### ABOUT THIS TASK
Please retype the material beneath this task exactly, starting with its first line and finishing with the line containing "-> Result<(), FrameError>;".

### ENTRIES SUPPLIED
#####

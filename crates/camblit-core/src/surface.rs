//! Presentation surfaces.
//!
//! A surface is locked for exactly one blit; dropping the lock releases it
//! and presents whatever was written.

use crate::blit::SurfaceBuffer;
use crate::errors::FrameError;

/// A display target that can be resized and exclusively locked.
pub trait Surface {
    type Lock<'a>: SurfaceLock
    where
        Self: 'a;

    /// Request a buffer geometry of `width` x `height` RGBA pixels.
    fn set_geometry(&mut self, width: usize, height: usize) -> Result<(), FrameError>;

    /// Lock the next buffer for writing.
    fn lock(&mut self) -> Result<Self::Lock<'_>, FrameError>;
}

/// A locked buffer. `Drop` must unlock and post it.
pub trait SurfaceLock {
    fn buffer(&mut self) -> SurfaceBuffer<'_>;
}

/// Heap-backed surface.
///
/// Resizable surfaces reallocate on a geometry change, keeping
/// `stride_padding` extra pixels per row. Fixed surfaces ignore geometry
/// requests.
#[derive(Debug, Clone)]
pub struct MemorySurface {
    pixels: Vec<u8>,
    width: usize,
    height: usize,
    stride: usize,
    stride_padding: usize,
    fill: u8,
    resizable: bool,
    fail_lock: bool,
    locks: usize,
    posts: usize,
}

impl MemorySurface {
    /// Resizable surface, initially empty.
    pub fn new(stride_padding: usize, fill: u8) -> Self {
        Self {
            pixels: Vec::new(),
            width: 0,
            height: 0,
            stride: 0,
            stride_padding,
            fill,
            resizable: true,
            fail_lock: false,
            locks: 0,
            posts: 0,
        }
    }

    /// Surface with a fixed geometry, every byte set to `fill`.
    pub fn fixed(width: usize, height: usize, stride: usize, fill: u8) -> Self {
        Self {
            pixels: vec![fill; stride * height * 4],
            width,
            height,
            stride,
            stride_padding: stride.saturating_sub(width),
            fill,
            resizable: false,
            fail_lock: false,
            locks: 0,
            posts: 0,
        }
    }

    /// Make every subsequent `lock` fail.
    pub fn set_fail_lock(&mut self, fail: bool) {
        self.fail_lock = fail;
    }

    pub fn pixels(&self) -> &[u8] {
        &self.pixels
    }

    pub fn width(&self) -> usize {
        self.width
    }

    pub fn height(&self) -> usize {
        self.height
    }

    pub fn stride(&self) -> usize {
        self.stride
    }

    /// Number of successful locks.
    pub fn locks(&self) -> usize {
        self.locks
    }

    /// Number of buffers posted (locks released).
    pub fn posts(&self) -> usize {
        self.posts
    }

    /// Pixel at (`x`, `y`) in surface coordinates.
    pub fn pixel(&self, x: usize, y: usize) -> [u8; 4] {
        let i = (y * self.stride + x) * 4;
        [
            self.pixels[i],
            self.pixels[i + 1],
            self.pixels[i + 2],
            self.pixels[i + 3],
        ]
    }
}

impl Surface for MemorySurface {
    type Lock<'a>
        = MemoryLock<'a>
    where
        Self: 'a;

    fn set_geometry(&mut self, width: usize, height: usize) -> Result<(), FrameError> {
        if width == 0 || height == 0 {
            return Err(FrameError::Surface(format!(
                "invalid geometry: {width} x {height}"
            )));
        }
        if !self.resizable || (width == self.width && height == self.height) {
            return Ok(());
        }
        self.width = width;
        self.height = height;
        self.stride = width + self.stride_padding;
        self.pixels = vec![self.fill; self.stride * height * 4];
        Ok(())
    }

    fn lock(&mut self) -> Result<MemoryLock<'_>, FrameError> {
        if self.fail_lock {
            return Err(FrameError::Surface("lock refused".into()));
        }
        self.locks += 1;
        Ok(MemoryLock { surface: self })
    }
}

pub struct MemoryLock<'a> {
    surface: &'a mut MemorySurface,
}

impl SurfaceLock for MemoryLock<'_> {
    fn buffer(&mut self) -> SurfaceBuffer<'_> {
        let s = &mut *self.surface;
        SurfaceBuffer {
            pixels: &mut s.pixels,
            width: s.width,
            height: s.height,
            stride: s.stride,
        }
    }
}

impl Drop for MemoryLock<'_> {
    fn drop(&mut self) {
        self.surface.posts += 1;
    }
}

#####

### YOUR RESPONSE
filename crates/camblit-core/src/surface.rs
//! Presentation surfaces.
//!
//! A surface is locked for exactly one blit; dropping the lock releases it
//! and presents whatever was written.

use crate::blit::SurfaceBuffer;
use crate::errors::FrameError;

/// A display target that can be resized and exclusively locked.
pub trait Surface {
    type Lock<'a>: SurfaceLock
    where
        Self: 'a;

    /// Request a buffer geometry of `width` x `height` RGBA pixels.
    fn set_geometry(&mut self, width: usize, height: usize) -> Result<(), FrameError>;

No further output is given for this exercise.